6. CONTRACTS, BONDS AND OTHER INSTRUMENTS

Subject to other provisions contained in the Scheme, all contracts, bonds, debentures, indentures and other instruments to which the Transferor Company are parties subsisting or having effect immediately before the Effective Date shall remain in full force and effect against or in favour of the Transferee Company, as the case may be, and may be enforced as fully and as effectually as if, instead of the Transferor Company, the Transferee Company had been a party thereto.

7. LEGAL PROCEEDINGS

If any, suit, writ petition, appeal, revision or other legal proceedings (hereinafter called “the Proceedings”) by or against the Transferor Company are pending, the same shall not abate, be discontinued or be in any way prejudicially affected by reason of the transfer of the Undertaking of the Transferor Company or of anything contained in the Scheme, but all such Proceedings may be continued, prosecuted and enforced by or against the Transferee Company in the same manner and to the same extent as it would be or might have been continued, prosecuted and enforced by or against the Transferor Company as if the Scheme had not been made. On and from the Effective Date, the Transferee Company shall and may initiate any legal proceedings including criminal proceedings for and on behalf of the Transferor Company.
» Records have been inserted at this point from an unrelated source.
// SPDX-License-Identifier: BUSL-1.1
// Copyright (c) 2026 Alfred Jean LLC

//! Per-chat command router.
//!
//! Each `channel:chatId` gets a serialized worker owning its interaction
//! state: control vs passthrough mode, the selected terminal, the pending
//! capture menu, and the in-flight request. Plain text is either a gateway
//! command (control) or terminal input (passthrough); slash commands go to
//! the agent as `tfclaw.command` text verbatim.

use std::collections::HashMap;
use std::sync::Arc;
use std::time::Instant;

use tokio::sync::{mpsc, Mutex};
use tracing::{debug, warn};

use tfclaw_proto::wire::{CaptureSource, CommandPayload, SessionState, TerminalSummary};

use crate::bridge::{Outcome, RelayBridge, WaitKind};
use crate::chat::{ChatEvent, ChatPlatform};
use crate::config::GatewayConfig;
use crate::dedup::InboundDedup;
use crate::discovery::discover;
use crate::progress::{ProgressSession, StreamMode};

/// Reaction added to accepted commands.
const ACK_REACTION: &str = "👀";
/// Pending capture menus expire after this long.
const CAPTURE_MENU_TTL: std::time::Duration = std::time::Duration::from_secs(120);
/// Ack wait for typed terminal commands (create/close/input).
const ACK_TIMEOUT: std::time::Duration = std::time::Duration::from_secs(10);

/// Interaction mode of a chat.
#[derive(Debug, Clone, Copy, PartialEq, Eq)]
pub enum Mode {
    Control,
    Passthrough,
}

impl Mode {
    pub fn tag(&self) -> &'static str {
        match self {
            Self::Control => "control",
            Self::Passthrough => "passthrough",
        }
    }
}

/// Numbered capture menu offered to the chat.
#[derive(Debug, Clone)]
pub struct CaptureMenu {
    pub sources: Vec<CaptureSource>,
    pub expires: Instant,
}

/// Per-chat interpreter state.
pub struct ChatState {
    pub mode: Mode,
    pub pane_target: Option<String>,
    pub stream_mode: StreamMode,
    pub selected_terminal: Option<String>,
    pub capture_menu: Option<CaptureMenu>,
    pub active: Option<ProgressSession>,
}

impl Default for ChatState {
    fn default() -> Self {
        Self {
            mode: Mode::Control,
            pane_target: None,
            stream_mode: StreamMode::Auto,
            selected_terminal: None,
            capture_menu: None,
            active: None,
        }
    }
}

/// One chat's handle: its state plus the serialized event queue.
pub struct ChatHandle {
    pub channel: String,
    pub chat_id: String,
    pub key: String,
    pub state: Mutex<ChatState>,
    queue: mpsc::UnboundedSender<ChatEvent>,
}

/// The gateway router shared across chats.
pub struct Router {
    platform: Arc<dyn ChatPlatform>,
    bridge: Arc<RelayBridge>,
    config: GatewayConfig,
    dedup: InboundDedup,
    chats: parking_lot::Mutex<HashMap<String, Arc<ChatHandle>>>,
}
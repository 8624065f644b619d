// SPDX-License-Identifier: BUSL-1.1
// Copyright (c) 2026 Alfred Jean LLC

use std::time::Duration;

use clap::Parser;
use tfclaw_proto::token::TokenPolicy;

/// Heartbeat intervals below this are clamped up.
const MIN_HEARTBEAT_MS: u64 = 5_000;

/// Session relay for tfclaw agents and clients.
#[derive(Debug, Clone, Parser)]
#[command(name = "tfclaw-relay", version, about)]
pub struct RelayConfig {
    /// Host address to bind to.
    #[arg(long, default_value = "0.0.0.0", env = "RELAY_HOST")]
    pub host: String,

    /// Port to listen on.
    #[arg(long, default_value_t = 8787, env = "RELAY_PORT")]
    pub port: u16,

    /// Path accepting WebSocket upgrades. Anything else is 404.
    #[arg(long, default_value = "/ws", env = "RELAY_WS_PATH")]
    pub ws_path: String,

    /// Per-terminal snapshot cache cap, in characters.
    #[arg(long, default_value_t = 100_000, env = "MAX_SNAPSHOT_CHARS")]
    pub max_snapshot_chars: usize,

    /// Largest accepted WebSocket frame, in bytes.
    #[arg(long, default_value_t = 262_144, env = "RELAY_MAX_MESSAGE_BYTES")]
    pub max_message_bytes: usize,

    /// Total open sockets across all sessions.
    #[arg(long, default_value_t = 512, env = "RELAY_MAX_CONNECTIONS")]
    pub max_connections: usize,

    /// Open sockets per client IP.
    #[arg(long, default_value_t = 32, env = "RELAY_MAX_CONNECTIONS_PER_IP")]
    pub max_connections_per_ip: u32,

    /// Distinct token sessions held at once.
    #[arg(long, default_value_t = 128, env = "RELAY_MAX_SESSIONS")]
    pub max_sessions: usize,

    /// Client sockets per session.
    #[arg(long, default_value_t = 16, env = "RELAY_MAX_CLIENTS_PER_SESSION")]
    pub max_clients_per_session: usize,

    /// Rolling window for per-socket message rate limiting.
    #[arg(long, default_value_t = 10_000, env = "RELAY_MESSAGE_RATE_WINDOW_MS")]
    pub message_rate_window_ms: u64,

    /// Messages allowed per socket inside the rate window.
    #[arg(long, default_value_t = 600, env = "RELAY_MAX_MESSAGES_PER_WINDOW")]
    pub max_messages_per_window: u32,

    /// Rolling window for per-IP upgrade rate limiting.
    #[arg(long, default_value_t = 60_000, env = "RELAY_UPGRADE_RATE_WINDOW_MS")]
    pub upgrade_rate_window_ms: u64,

    /// Upgrades allowed per IP inside the upgrade window.
    #[arg(long, default_value_t = 120, env = "RELAY_MAX_UPGRADES_PER_WINDOW_PER_IP")]
    pub max_upgrades_per_window_per_ip: u32,

    /// Heartbeat sweep interval (lower bound 5s).
    #[arg(long, default_value_t = 20_000, env = "RELAY_HEARTBEAT_INTERVAL_MS")]
    pub heartbeat_interval_ms: u64,

    /// Sockets idle longer than this are terminated.
    #[arg(long, default_value_t = 120_000, env = "RELAY_IDLE_TIMEOUT_MS")]
    pub idle_timeout_ms: u64,

    /// Minimum token length.
    #[arg(long, default_value_t = 8, env = "RELAY_TOKEN_MIN_LENGTH")]
    pub token_min_length: usize,

    /// Maximum token length.
    #[arg(long, default_value_t = 128, env = "RELAY_TOKEN_MAX_LENGTH")]
    pub token_max_length: usize,

    /// Require tokens to match the strong pattern `[A-Za-z0-9._~-]{16,128}`.
    #[arg(long, default_value_t = false, env = "RELAY_ENFORCE_STRONG_TOKEN")]
    pub enforce_strong_token: bool,

    /// Comma-separated Origin allowlist. Unset disables the origin check.
    #[arg(long, env = "RELAY_ALLOWED_ORIGINS")]
    pub allowed_origins: Option<String>,

    /// Comma-separated token allowlist. Unset admits any valid token.
    #[arg(long, env = "RELAY_ALLOWED_TOKENS")]
    pub allowed_tokens: Option<String>,
}

impl RelayConfig {
    /// Validate the configuration after parsing.
    pub fn validate(&self) -> anyhow::Result<()> {
        if !self.ws_path.starts_with('/') {
            anyhow::bail!("RELAY_WS_PATH must start with '/'");
        }
        if self.token_min_length == 0 || self.token_min_length > self.token_max_length {
            anyhow::bail!("invalid token length bounds");
        }
        if self.max_message_bytes == 0 {
            anyhow::bail!("RELAY_MAX_MESSAGE_BYTES must be positive");
        }
        Ok(())
    }

    pub fn heartbeat_interval(&self) -> Duration {
        Duration::from_millis(self.heartbeat_interval_ms.max(MIN_HEARTBEAT_MS))
    }

    pub fn message_rate_window(&self) -> Duration {
        Duration::from_millis(self.message_rate_window_ms)
    }

    pub fn upgrade_rate_window(&self) -> Duration {
        Duration::from_millis(self.upgrade_rate_window_ms)
    }

    /// Token policy assembled from the length/pattern/allowlist knobs.
    pub fn token_policy(&self) -> TokenPolicy {
        TokenPolicy {
            min_length: self.token_min_length,
            max_length: self.token_max_length,
            enforce_strong: self.enforce_strong_token,
            allowlist: split_csv(self.allowed_tokens.as_deref()),
        }
    }

    /// Parsed Origin allowlist; empty means the check is disabled.
    pub fn origin_allowlist(&self) -> Vec<String> {
        split_csv(self.allowed_origins.as_deref())
    }
}

fn split_csv(raw: Option<&str>) -> Vec<String> {
    raw.map(|s| {
        s.split(',').map(str::trim).filter(|p| !p.is_empty()).map(str::to_owned).collect()
    })
    .unwrap_or_default()
}

#[cfg(test)]
#[path = "config_tests.rs"]
mod tests;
8. OPERATIVE DATE OF THE SCHEME

The Scheme set out herein in its present form with or without any modifications(s) approved or imposed or directed by the High Court or made as per Clause 19 of the Scheme, shall be effective from the Appointed Date but shall become operative from the Effective Date. However, if the Indian Accounting Standard 103 require the amalgamation to be accounted retrospectively (including for periods prior to the appointed date) in the financial statements, the same will be carried out in the financial statements, for accounting purpose, to be compliant with the accounting standards. For regulatory and tax purposes, amalgamation would have been deemed to be effective from the Appointed Date of this scheme.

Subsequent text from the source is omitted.